Demam tifoid adalah penyakit dengan prevalensi tinggi di Asia dan Amerika Latin, tetapi
tidak biasa di Chili. Kasus ini mengingatkan kita akan pentingnya menjaga demam tifoid dalam
diagnosis banding sindrom demam. Artinya, orang tidak boleh melupakan kemungkinan sindrom
demam sesuai dengan kasus demam tifoid, karena meskipun jarang di Chili - karena perbaikan
kondisi sanitasi negara - masih ada kemungkinan menghadapi kondisi ini.

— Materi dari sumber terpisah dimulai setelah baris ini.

use std::sync::Arc;

use socialspot_data::{Coordinate, Item};

use super::{Result, SearchError};
use crate::geo::round_for_display;

/// Radius choices offered by the location search bar.
pub const RADIUS_OPTIONS_MILES: [f64; 4] = [5.0, 10.0, 25.0, 50.0];

pub const DEFAULT_RADIUS_MILES: f64 = 25.0;

#[derive(Debug, Clone, Default, PartialEq, Eq)]
#[cfg_attr(feature = "serde", derive(serde::Serialize, serde::Deserialize))]
pub enum CategoryFilter {
    #[default]
    All,
    /// Display category label, e.g. `"Outdoor Fun"`.
    Only(String),
}

/// Coarse age grouping matched against an item's free-text age range.
#[derive(Debug, Clone, Copy, Default, PartialEq, Eq, Hash)]
#[cfg_attr(feature = "serde", derive(serde::Serialize, serde::Deserialize))]
pub enum AgeBand {
    #[default]
    All,
    Toddler,
    Kids,
    Teens,
    Adults,
}

/// Which event dates are shown. Only applies to events.
#[derive(Debug, Clone, Copy, Default, PartialEq, Eq, Hash)]
#[cfg_attr(feature = "serde", derive(serde::Serialize, serde::Deserialize))]
pub enum DateWindow {
    /// Dated today or later, plus undated and recurring events.
    #[default]
    Upcoming,
    Today,
    /// The seven days starting today.
    Week,
    /// Today up to the same day next month.
    Month,
    All,
}

/// One search pass worth of user selections.
///
/// Built once per interaction with [`SearchQuery::builder`] and never mutated by
/// the pipeline.
#[derive(Debug, Clone, PartialEq)]
#[cfg_attr(feature = "serde", derive(serde::Serialize, serde::Deserialize))]
pub struct SearchQuery {
    /// `None` disables the location filter and switches ranking to name order.
    pub center: Option<Coordinate>,
    pub radius_miles: f64,
    pub category: CategoryFilter,
    pub free_only: bool,
    pub age_band: AgeBand,
    pub date_window: DateWindow,
    /// Event type multi-select; empty means every type.
    pub event_types: Vec<String>,
    pub show_past: bool,
}

impl Default for SearchQuery {
    fn default() -> Self {
        Self {
            center: None,
            radius_miles: DEFAULT_RADIUS_MILES,
            category: CategoryFilter::All,
            free_only: false,
            age_band: AgeBand::All,
            date_window: DateWindow::Upcoming,
            event_types: Vec::new(),
            show_past: false,
        }
    }
}

impl SearchQuery {
    pub fn builder() -> SearchQueryBuilder {
        SearchQueryBuilder::default()
    }

    pub fn has_location_filter(&self) -> bool {
        self.center.is_some()
    }

    /// The part of the query that decides which candidates a geo fetch returns.
    pub fn geo_key(&self) -> Option<(Coordinate, f64)> {
        self.center.map(|c| (c, self.radius_miles))
    }
}

#[derive(Debug, Clone, Default)]
pub struct SearchQueryBuilder {
    query: SearchQuery,
}

impl SearchQueryBuilder {
    pub fn center(mut self, center: Coordinate) -> Self {
        self.query.center = Some(center);
        self
    }

    /// Set or clear the location filter.
    pub fn location(mut self, center: Option<Coordinate>) -> Self {
        self.query.center = center;
        self
    }

    pub fn radius_miles(mut self, radius: f64) -> Self {
        self.query.radius_miles = radius;
        self
    }

    pub fn category(mut self, category: impl Into<String>) -> Self {
        let category = category.into();
        self.query.category = if category == "All" {
            CategoryFilter::All
        } else {
            CategoryFilter::Only(category)
        };
        self
    }

    pub fn free_only(mut self, free_only: bool) -> Self {
        self.query.free_only = free_only;
        self
    }

    pub fn age_band(mut self, band: AgeBand) -> Self {
        self.query.age_band = band;
        self
    }

    pub fn date_window(mut self, window: DateWindow) -> Self {
        self.query.date_window = window;
        self
    }

    pub fn event_types<I, S>(mut self, types: I) -> Self
    where
        I: IntoIterator<Item = S>,
        S: Into<String>,
    {
        self.query.event_types = types.into_iter().map(Into::into).collect();
        self
    }

    pub fn show_past(mut self, show_past: bool) -> Self {
        self.query.show_past = show_past;
        self
    }

    /// Validate and freeze the query. The radius must be finite and positive.
    pub fn build(self) -> Result<SearchQuery> {
        let radius = self.query.radius_miles;
        if !radius.is_finite() || radius <= 0.0 {
            return Err(SearchError::InvalidQuery(format!(
                "radius must be a positive number of miles, got {radius}"
            )));
        }
        Ok(self.query)
    }
}

/// An item surviving the pipeline, with its distance from the search center.
///
/// The shared [`Item`] is never modified; distance lives here.
#[derive(Debug, Clone, PartialEq)]
#[cfg_attr(feature = "serde", derive(serde::Serialize))]
pub struct SearchHit {
    pub item: Arc<Item>,
    /// Unrounded miles. `None` when no location filter was applied.
    pub distance_miles: Option<f64>,
}

impl SearchHit {
    pub fn new(item: Arc<Item>, distance_miles: Option<f64>) -> Self {
        Self {
            item,
            distance_miles,
        }
    }

    pub fn unlocated(item: Arc<Item>) -> Self {
        Self::new(item, None)
    }

    /// Distance rounded to one decimal place.
    pub fn display_distance(&self) -> Option<f64> {
        self.distance_miles.map(round_for_display)
    }

    pub fn id(&self) -> &str {
        &self.item.id
    }

    pub fn name(&self) -> &str {
        self.item.name()
    }
}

Meskipun upaya di seluruh dunia untuk mempertahankan pengawasan yang memadai dan
meningkatkan metode diagnostik, masih sulit untuk dikenali karena sensitivitas rendah dari
pemeriksaan klinis dan laboratorium. Mempertimbangkannya memungkinkan dokter untuk
menggunakan metode diagnostik alternatif jika terjadi kegagalan terapeutik, karena jika tidak
didefinisikan dengan benar dan tepat waktu untuk perawatan antibiotik yang tepat, itu dapat
menyebabkan tingkat kematian yang tinggi. Akhirnya, penting untuk meninjau dan menyelidiki
literatur yang sama, untuk mempertahankan persepsi aktif penyakit ini.